W artykule Gazety Wyborczej Redaktor Jacek Brzuszkiewicz, powołując się na anonimowe pismo do rektora Uniwersytetu Medycznego w Lublinie podaje m.in. przykłady nepotyzmu, a także łamania standardów etycznych. Rektor Załuska na zwołanej dziś konferencji prasowej stwierdził, że zarzuty te są nieprawdziwe.

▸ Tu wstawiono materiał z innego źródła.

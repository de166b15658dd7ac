// Licensed to the Apache Software Foundation (ASF) under one
// or more contributor license agreements.  See the NOTICE file
// distributed with this work for additional information
// regarding copyright ownership.  The ASF licenses this file
// to you under the Apache License, Version 2.0 (the
// "License"); you may not use this file except in compliance
// with the License.  You may obtain a copy of the License at
//
//   http://www.apache.org/licenses/LICENSE-2.0
//
// Unless required by applicable law or agreed to in writing,
// software distributed under the License is distributed on an
// "AS IS" BASIS, WITHOUT WARRANTIES OR CONDITIONS OF ANY
// KIND, either express or implied.  See the License for the
// specific language governing permissions and limitations
// under the License.

//! Disk-resident join execution.
pub mod config;
pub mod io;
pub mod operators;
pub mod paging;
pub mod relation;
pub mod sort;

pub(crate) mod tracing;
// Licensed to the Apache Software Foundation (ASF) under one
// or more contributor license agreements.  See the NOTICE file
// distributed with this work for additional information
// regarding copyright ownership.  The ASF licenses this file
// to you under the Apache License, Version 2.0 (the
// "License"); you may not use this file except in compliance
// with the License.  You may obtain a copy of the License at
//
//   http://www.apache.org/licenses/LICENSE-2.0
//
// Unless required by applicable law or agreed to in writing,
// software distributed under the License is distributed on an
// "AS IS" BASIS, WITHOUT WARRANTIES OR CONDITIONS OF ANY
// KIND, either express or implied.  See the License for the
// specific language governing permissions and limitations
// under the License.

//! External merge sort of a delimited file by its integer key.

use std::cmp::Reverse;
use std::collections::BinaryHeap;
use std::fs;
use std::io::{BufWriter, Write};
use std::path::{Path, PathBuf};

use log::{debug, info, warn};

use crate::errors::{JoinError, JoinResult};
use crate::execution::config::JoinConfig;
use crate::execution::io::{create_for_write, DelimitedReader, FANOUT_BUFFER_SIZE, IO_BUFFER_SIZE};
use crate::execution::relation::{Record, Relation};
use crate::execution::tracing::PhaseGuard;

/// Produces a fully sorted copy of a relation.
///
/// The returned relation points at a new file under `work_dir`, ordered
/// ascending by the integer key at the relation's key index. The input file
/// is left untouched.
pub trait ExternalSorter: Send + Sync {
    fn sort(&self, relation: &Relation, work_dir: &Path) -> JoinResult<Relation>;
}

/// Sorted run generation followed by multi-pass k-way merging.
#[derive(Debug, Clone)]
pub struct RunMergeSorter {
    run_rows: usize,
    fan_in: usize,
    delimiter: char,
    retain_scratch: bool,
}

impl RunMergeSorter {
    /// Runs hold `records_per_page * num_buffers` rows. A merge reads one
    /// page from up to `num_buffers - 1` runs and keeps the last buffer for
    /// output, but never merges fewer than two runs at a time.
    pub fn new(records_per_page: usize, num_buffers: usize, delimiter: char) -> Self {
        Self {
            run_rows: records_per_page.saturating_mul(num_buffers).max(1),
            fan_in: num_buffers.saturating_sub(1).max(2),
            delimiter,
            retain_scratch: false,
        }
    }

    pub fn from_config(config: &JoinConfig) -> Self {
        Self::new(config.records_per_page, config.num_buffers, config.delimiter)
            .with_retain_scratch(config.retain_scratch)
    }

    /// Keep run and intermediate merge files instead of deleting them once
    /// merged.
    pub fn with_retain_scratch(mut self, retain_scratch: bool) -> Self {
        self.retain_scratch = retain_scratch;
        self
    }

    pub fn run_rows(&self) -> usize {
        self.run_rows
    }

    pub fn fan_in(&self) -> usize {
        self.fan_in
    }

    fn write_run(&self, relation: &Relation, rows: &mut Vec<(i64, Record)>, path: &Path) -> JoinResult<()> {
        // stable, so equal keys keep their input order
        rows.sort_by_key(|(key, _)| *key);
        let mut writer = BufWriter::with_capacity(IO_BUFFER_SIZE, create_for_write(path)?);
        for (_, record) in rows.drain(..) {
            record.write_line(&mut writer, self.delimiter)?;
        }
        writer.flush()?;
        debug!("RunMergeSorter: wrote run {} of '{}'", path.display(), relation.name());
        Ok(())
    }

    /// Splits the relation into sorted runs of at most `run_rows` rows.
    fn generate_runs(&self, relation: &Relation, work_dir: &Path) -> JoinResult<(Vec<PathBuf>, u64)> {
        let mut runs = Vec::new();
        let mut rows: Vec<(i64, Record)> = Vec::with_capacity(self.run_rows.min(1 << 16));
        let mut total = 0u64;

        for record in DelimitedReader::try_new(relation.path(), self.delimiter)? {
            let record = record?;
            let key = record.key(relation.key_index(), relation.name())?;
            rows.push((key, record));
            total += 1;
            if rows.len() == self.run_rows {
                let path = work_dir.join(format!("run_{}_{}.csv", relation.name(), runs.len()));
                self.write_run(relation, &mut rows, &path)?;
                runs.push(path);
            }
        }
        if !rows.is_empty() {
            let path = work_dir.join(format!("run_{}_{}.csv", relation.name(), runs.len()));
            self.write_run(relation, &mut rows, &path)?;
            runs.push(path);
        }
        Ok((runs, total))
    }

    /// Merges `inputs` into `output`. Ties go to the earlier input, which
    /// holds the earlier rows, so the merge is stable.
    fn merge(&self, relation: &Relation, inputs: &[PathBuf], output: &Path) -> JoinResult<u64> {
        let key_index = relation.key_index();
        let mut readers = inputs
            .iter()
            .map(|path| DelimitedReader::with_capacity(path, self.delimiter, FANOUT_BUFFER_SIZE))
            .collect::<JoinResult<Vec<_>>>()?;
        let mut heads: Vec<Option<Record>> = (0..readers.len()).map(|_| None).collect();
        let mut heap = BinaryHeap::with_capacity(readers.len());

        for (i, reader) in readers.iter_mut().enumerate() {
            if let Some(record) = reader.read_record()? {
                heap.push(Reverse((record.key(key_index, relation.name())?, i)));
                heads[i] = Some(record);
            }
        }

        let mut writer = BufWriter::with_capacity(IO_BUFFER_SIZE, create_for_write(output)?);
        let mut rows = 0u64;
        while let Some(Reverse((_, i))) = heap.pop() {
            let record = heads[i]
                .take()
                .ok_or_else(|| JoinError::Internal(format!("merge input {i} has no head row")))?;
            record.write_line(&mut writer, self.delimiter)?;
            rows += 1;

            if let Some(next) = readers[i].read_record()? {
                heap.push(Reverse((next.key(key_index, relation.name())?, i)));
                heads[i] = Some(next);
            }
        }
        writer.flush()?;
        Ok(rows)
    }

    fn remove_scratch(&self, paths: &[PathBuf]) {
        if self.retain_scratch {
            return;
        }
        for path in paths {
            if let Err(e) = fs::remove_file(path) {
                warn!("RunMergeSorter: failed to remove {}: {e}", path.display());
            }
        }
    }
}

impl ExternalSorter for RunMergeSorter {
    fn sort(&self, relation: &Relation, work_dir: &Path) -> JoinResult<Relation> {
        let _phase = PhaseGuard::new("RunMergeSorter::sort");
        fs::create_dir_all(work_dir)?;
        let sorted_name = format!("sorted_{}", relation.name());
        let sorted_path = work_dir.join(format!("{sorted_name}.csv"));

        let (mut runs, total) = self.generate_runs(relation, work_dir)?;
        let initial_runs = runs.len();

        let mut pass = 0usize;
        while runs.len() > 1 {
            let mut next = Vec::with_capacity(runs.len().div_ceil(self.fan_in));
            for group in runs.chunks(self.fan_in) {
                if group.len() == 1 {
                    next.push(group[0].clone());
                    continue;
                }
                let path = work_dir.join(format!("merge_{}_{}_{}.csv", relation.name(), pass, next.len()));
                let rows = self.merge(relation, group, &path)?;
                debug!(
                    "RunMergeSorter: pass {} merged {} runs of '{}' into {} ({} rows)",
                    pass,
                    group.len(),
                    relation.name(),
                    path.display(),
                    rows
                );
                self.remove_scratch(group);
                next.push(path);
            }
            runs = next;
            pass += 1;
        }

        match runs.pop() {
            Some(last) if self.retain_scratch => {
                fs::copy(&last, &sorted_path)?;
            }
            Some(last) => fs::rename(&last, &sorted_path)?,
            None => {
                create_for_write(&sorted_path)?;
            }
        }

        info!(
            "RunMergeSorter: sorted '{}' ({} rows) in {} runs and {} merge passes",
            relation.name(),
            total,
            initial_runs,
            pass
        );
        Ok(Relation::with_row_count(
            sorted_name,
            sorted_path,
            relation.key_index(),
            total,
        ))
    }
}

– Twierdzenie, że myśmy tworzyli pewne negatywne ruchy w postaci, bo ja nie bardzo zrozumiałem o co chodzi panu redaktorowi – czy to, że zmniejszyliśmy liczbę prorektur, żeby zmniejszyć koszty; tam jeszcze pojawiły się jakieś limuzyny. My rzeczywiście mamy dwie limuzyny – to są siedmioletnie, dziesięcioletnie skody, które musimy wymienić. Nie mam informacji na temat jakiegoś szastania pieniędzmi, bo to jest nieprawda. Kolejną sprawą – to też jest sprawa niezwykle personalna – jest twierdzenie, że pani profesor jest moją konkubiną. Szanowni państwo, wyobrażacie sobie, jak można traktować taką fałszywą informację? (wypowiedź oryginalna)

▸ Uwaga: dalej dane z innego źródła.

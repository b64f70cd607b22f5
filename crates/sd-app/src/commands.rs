use std::path::Path;
use std::sync::Arc;

use anyhow::{Context, Result};
use chrono::{SubsecRound, Utc};
use sd_audio::divergence::DivergenceCalculator;
use sd_audio::loader::{AudioLoader, AudioSource};
use sd_audio::worker::{compare_against, spawn_comparison};
use sd_core::config::CompareConfig;
use sd_core::signal::DivergenceReport;
use sd_store::{RecordingEntry, RecordingKey, RecordingStore};

use crate::cli::{Command, OutputFormat};
use crate::report::{self, FailedEntry, RankedEntry, Ranking};

/// Exécute une sous-commande et retourne la sortie à afficher.
///
/// # Errors
/// Propagates load, comparison, store and serialization failures.
pub fn run(command: &Command, config: &CompareConfig, format: OutputFormat) -> Result<String> {
    match command {
        Command::Compare { sample, reference } => {
            let report = compare_pair(
                config,
                AudioSource::from(sample.as_path()),
                AudioSource::from(reference.as_path()),
            )?;
            report::comparison(&report, format)
        }
        Command::CompareKeys { sample, reference } => {
            let store = open_store(config)?;
            let sample = store.clip_path(lookup(&store, sample)?);
            let reference = store.clip_path(lookup(&store, reference)?);
            let report = compare_pair(config, sample.into(), reference.into())?;
            report::comparison(&report, format)
        }
        Command::Save {
            file,
            user,
            machine,
            at,
        } => {
            let recorded_at = at.unwrap_or_else(|| Utc::now().trunc_subsecs(0));
            let key = RecordingKey::new(user.as_str(), machine.as_str(), recorded_at)?;
            save(config, file, key, format)
        }
        Command::List { user, machine } => {
            let store = open_store(config)?;
            let found: Vec<&RecordingEntry> =
                store.filter(user.as_deref(), machine.as_deref()).collect();
            report::entries(&found, format)
        }
        Command::Rank {
            sample,
            user,
            machine,
        } => {
            let ranking = rank(config, sample, user.as_deref(), machine.as_deref())?;
            report::ranking(&ranking, format)
        }
    }
}

fn open_store(config: &CompareConfig) -> Result<RecordingStore> {
    RecordingStore::open(&config.store_root)
        .with_context(|| format!("Catalogue inaccessible : {}", config.store_root.display()))
}

fn lookup<'a>(store: &'a RecordingStore, key: &RecordingKey) -> Result<&'a RecordingEntry> {
    store
        .get(key)
        .with_context(|| format!("Enregistrement inconnu : {key}"))
}

/// One comparison, run on the worker thread.
fn compare_pair(
    config: &CompareConfig,
    sample: AudioSource,
    reference: AudioSource,
) -> Result<DivergenceReport> {
    let calculator = DivergenceCalculator::new(config.params())?;
    log::info!(
        "Comparaison {} vs {} ({} Hz, {} s max, bins nuls : {})",
        sample.describe(),
        reference.describe(),
        config.sample_rate,
        config.max_duration_secs,
        config.zero_bins
    );
    let rx = spawn_comparison(calculator, sample, reference)?;
    let report = rx.recv().context("Thread de comparaison interrompu")??;
    log::debug!("n = {} bins, score = {}", report.bins, report.score);
    Ok(report)
}

/// Import a recorded file. The bytes must decode before they are stored.
fn save(
    config: &CompareConfig,
    file: &Path,
    key: RecordingKey,
    format: OutputFormat,
) -> Result<String> {
    let data: Arc<[u8]> = std::fs::read(file)
        .with_context(|| format!("Impossible de lire {}", file.display()))?
        .into();
    let extension = file
        .extension()
        .and_then(|e| e.to_str())
        .map_or_else(|| "wav".to_string(), str::to_ascii_lowercase);

    let source = AudioSource::Bytes {
        data: Arc::clone(&data),
        extension: Some(extension.clone()),
    };
    let signal = AudioLoader::from_params(&config.params())
        .load(&source)
        .with_context(|| format!("{} n'est pas un clip audio exploitable", file.display()))?;

    let mut store = open_store(config)?;
    let entry = store.append(key, &data, &extension)?;
    report::saved(entry, signal.duration_secs(), format)
}

fn rank(
    config: &CompareConfig,
    sample_key: &RecordingKey,
    user: Option<&str>,
    machine: Option<&str>,
) -> Result<Ranking> {
    let store = open_store(config)?;
    let sample = lookup(&store, sample_key)?;
    let candidates: Vec<&RecordingEntry> = store
        .filter(user, machine)
        .filter(|e| e.key != sample.key)
        .collect();
    if candidates.is_empty() {
        log::warn!("Aucun autre enregistrement à comparer avec {sample_key}");
    }

    let references: Vec<AudioSource> = candidates
        .iter()
        .map(|e| AudioSource::from(store.clip_path(e)))
        .collect();
    let calculator = DivergenceCalculator::new(config.params())?;
    let results = compare_against(
        &calculator,
        &AudioSource::from(store.clip_path(sample)),
        &references,
    )?;

    let mut ranking = Ranking {
        sample: sample.key.clone(),
        ranked: Vec::new(),
        failed: Vec::new(),
    };
    for (entry, result) in candidates.into_iter().zip(results) {
        match result {
            Ok(report) => ranking.ranked.push(RankedEntry {
                key: entry.key.clone(),
                report,
            }),
            Err(e) => {
                log::warn!("Comparaison impossible avec {} : {e}", entry.key);
                ranking.failed.push(FailedEntry {
                    key: entry.key.clone(),
                    error: e.to_string(),
                });
            }
        }
    }
    ranking.sort();
    Ok(ranking)
}

#[cfg(test)]
mod tests {
    use super::*;
    use chrono::{DateTime, TimeZone};
    use sd_core::config::ZeroBinPolicy;
    use std::path::PathBuf;

    fn write_wav(path: &Path, samples: &[f32]) {
        let spec = hound::WavSpec {
            channels: 1,
            sample_rate: 8000,
            bits_per_sample: 16,
            sample_format: hound::SampleFormat::Int,
        };
        let mut writer = hound::WavWriter::create(path, spec).unwrap();
        for &s in samples {
            writer.write_sample((s * f32::from(i16::MAX)) as i16).unwrap();
        }
        writer.finalize().unwrap();
    }

    fn tone(freq: f32) -> Vec<f32> {
        (0..16_000)
            .map(|i| 0.5 * (2.0 * std::f32::consts::PI * freq * i as f32 / 8000.0).sin())
            .collect()
    }

    fn chirp() -> Vec<f32> {
        (0..16_000)
            .map(|i| {
                let t = i as f32 / 8000.0;
                0.5 * (2.0 * std::f32::consts::PI * (100.0 + 200.0 * t) * t).sin()
            })
            .collect()
    }

    fn at(minute: u32) -> DateTime<Utc> {
        Utc.with_ymd_and_hms(2026, 3, 1, 9, minute, 0).unwrap()
    }

    struct Bench {
        _dir: tempfile::TempDir,
        root: PathBuf,
        config: CompareConfig,
    }

    impl Bench {
        fn new() -> Self {
            let dir = tempfile::tempdir().unwrap();
            let root = dir.path().to_path_buf();
            let config = CompareConfig {
                store_root: root.join("recordings"),
                ..CompareConfig::default()
            };
            Self {
                _dir: dir,
                root,
                config,
            }
        }

        fn clip(&self, name: &str, samples: &[f32]) -> PathBuf {
            let path = self.root.join(name);
            write_wav(&path, samples);
            path
        }

        fn save(&self, file: &Path, user: &str, minute: u32) -> Result<String> {
            let command = Command::Save {
                file: file.to_path_buf(),
                user: user.to_string(),
                machine: "m1".to_string(),
                at: Some(at(minute)),
            };
            run(&command, &self.config, OutputFormat::Json)
        }
    }

    fn key(user: &str, minute: u32) -> RecordingKey {
        RecordingKey::new(user, "m1", at(minute)).unwrap()
    }

    #[test]
    fn compare_paths_prints_score() {
        let bench = Bench::new();
        let a = bench.clip("a.wav", &tone(300.0));
        let command = Command::Compare {
            sample: a.clone(),
            reference: a,
        };
        let out = run(&command, &bench.config, OutputFormat::Text).unwrap();
        let score: f64 = out.parse().unwrap();
        assert!(score < 1e-9);
    }

    #[test]
    fn compare_honours_duration_override() {
        let bench = Bench::new();
        let a = bench.clip("a.wav", &tone(300.0));
        let b = bench.clip("b.wav", &chirp());
        let config = CompareConfig {
            max_duration_secs: 1.0,
            ..bench.config.clone()
        };
        let command = Command::Compare {
            sample: a,
            reference: b,
        };
        let out = run(&command, &config, OutputFormat::Json).unwrap();
        let value: serde_json::Value = serde_json::from_str(&out).unwrap();
        assert_eq!(value["bins"], 2000);
        assert_eq!(value["max_samples"], 2000);
    }

    #[test]
    fn invalid_override_is_rejected() {
        let bench = Bench::new();
        let a = bench.clip("a.wav", &tone(300.0));
        let config = CompareConfig {
            sample_rate: 0,
            ..bench.config.clone()
        };
        let command = Command::Compare {
            sample: a.clone(),
            reference: a,
        };
        assert!(run(&command, &config, OutputFormat::Text).is_err());
    }

    #[test]
    fn save_list_and_compare_keys() {
        let bench = Bench::new();
        let a = bench.clip("a.wav", &tone(300.0));
        let b = bench.clip("b.wav", &chirp());
        bench.save(&a, "alice", 0).unwrap();
        bench.save(&b, "bob", 1).unwrap();

        let list = Command::List {
            user: None,
            machine: Some("m1".to_string()),
        };
        let out = run(&list, &bench.config, OutputFormat::Json).unwrap();
        let value: serde_json::Value = serde_json::from_str(&out).unwrap();
        assert_eq!(value.as_array().unwrap().len(), 2);
        assert_eq!(value[0]["file_name"], "clip-000001.wav");

        let same = Command::CompareKeys {
            sample: key("alice", 0),
            reference: key("alice", 0),
        };
        let score: f64 = run(&same, &bench.config, OutputFormat::Text)
            .unwrap()
            .parse()
            .unwrap();
        assert!(score < 1e-9);

        let cross = Command::CompareKeys {
            sample: key("alice", 0),
            reference: key("bob", 1),
        };
        let score: f64 = run(&cross, &bench.config, OutputFormat::Text)
            .unwrap()
            .parse()
            .unwrap();
        assert!(score > 0.0);
    }

    #[test]
    fn save_rejects_duplicates_and_garbage() {
        let bench = Bench::new();
        let a = bench.clip("a.wav", &tone(300.0));
        bench.save(&a, "alice", 0).unwrap();
        assert!(bench.save(&a, "alice", 0).is_err());

        let junk = bench.root.join("junk.wav");
        std::fs::write(&junk, b"pas un fichier audio").unwrap();
        assert!(bench.save(&junk, "alice", 5).is_err());

        let store = RecordingStore::open(&bench.config.store_root).unwrap();
        assert_eq!(store.entries().len(), 1);
    }

    #[test]
    fn unknown_key_is_an_error() {
        let bench = Bench::new();
        let command = Command::CompareKeys {
            sample: key("alice", 0),
            reference: key("bob", 0),
        };
        assert!(run(&command, &bench.config, OutputFormat::Text).is_err());
    }

    #[test]
    fn rank_orders_by_divergence() {
        let bench = Bench::new();
        let a = bench.clip("a.wav", &tone(300.0));
        let twin = bench.clip("twin.wav", &tone(300.0));
        let other = bench.clip("other.wav", &chirp());
        bench.save(&a, "alice", 0).unwrap();
        bench.save(&other, "bob", 1).unwrap();
        bench.save(&twin, "carol", 2).unwrap();

        let ranking = rank(&bench.config, &key("alice", 0), None, None).unwrap();
        assert_eq!(ranking.ranked.len(), 2);
        assert!(ranking.failed.is_empty());
        assert_eq!(ranking.ranked[0].key, key("carol", 2));
        assert_eq!(ranking.ranked[1].key, key("bob", 1));
        assert!(ranking.ranked[0].report.score < ranking.ranked[1].report.score);

        let only_bob = rank(&bench.config, &key("alice", 0), Some("bob"), None).unwrap();
        assert_eq!(only_bob.ranked.len(), 1);
    }

    #[test]
    fn rank_under_strict_policy_reports_per_clip_failures() {
        let bench = Bench::new();
        let a = bench.clip("a.wav", &tone(300.0));
        let silent = bench.clip("silent.wav", &[0.0; 16_000]);
        bench.save(&a, "alice", 0).unwrap();
        bench.save(&silent, "bob", 1).unwrap();

        let config = CompareConfig {
            zero_bins: ZeroBinPolicy::Strict,
            ..bench.config.clone()
        };
        let ranking = rank(&config, &key("alice", 0), None, None).unwrap();
        assert!(ranking.ranked.is_empty());
        assert_eq!(ranking.failed.len(), 1);
        assert_eq!(ranking.failed[0].key, key("bob", 1));
    }
}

Sprawie przygląda się już prokuratura, a jednym z wątków jest zarzut dotyczący rzekomo przeprowadzonej w przyspieszonym tempie habilitacji wiceministra zdrowia Marka Kosa. Ta sprawa jest już zarejestrowana w Prokuraturze Rejonowej Lublin Północ, ale jest też drugi wątek – mówi rzecznik prasowy Prokuratury Okręgowej w Lublinie, prokurator Agnieszka Kępka. – Prowadzimy postępowanie sprawdzające, natomiast co do elementów dotyczących tych ostatnich publikacji związanych z nieprawidłościami, które miałyby mieć miejsce ewentualnie na terenie Uniwersytetu Medycznego, w tej chwili te okoliczności sprawdzamy i przesłaliśmy prośbę na policję, żeby zweryfikowała te informacje. Kiedy będziemy mieli informację z policji, podejmiemy decyzję, czy zarejestrować to w prokuratorze czy nie. Czyli jesteśmy na etapie sprawdzania okoliczności, które zostały wskazane zarówno w doniesieniach medialnych, jak i informacjach, które zyskaliśmy od anonimowych osób – powiedziała prokurator Kępka.
Rektor Załuska nie wyklucza też zgłoszenia sprawy do sądu w postępowaniu cywilnym.
Prokuratura nie ujawnia dokładnej treści przesłanych do niej anonimów. Do sprawy będziemy wracać.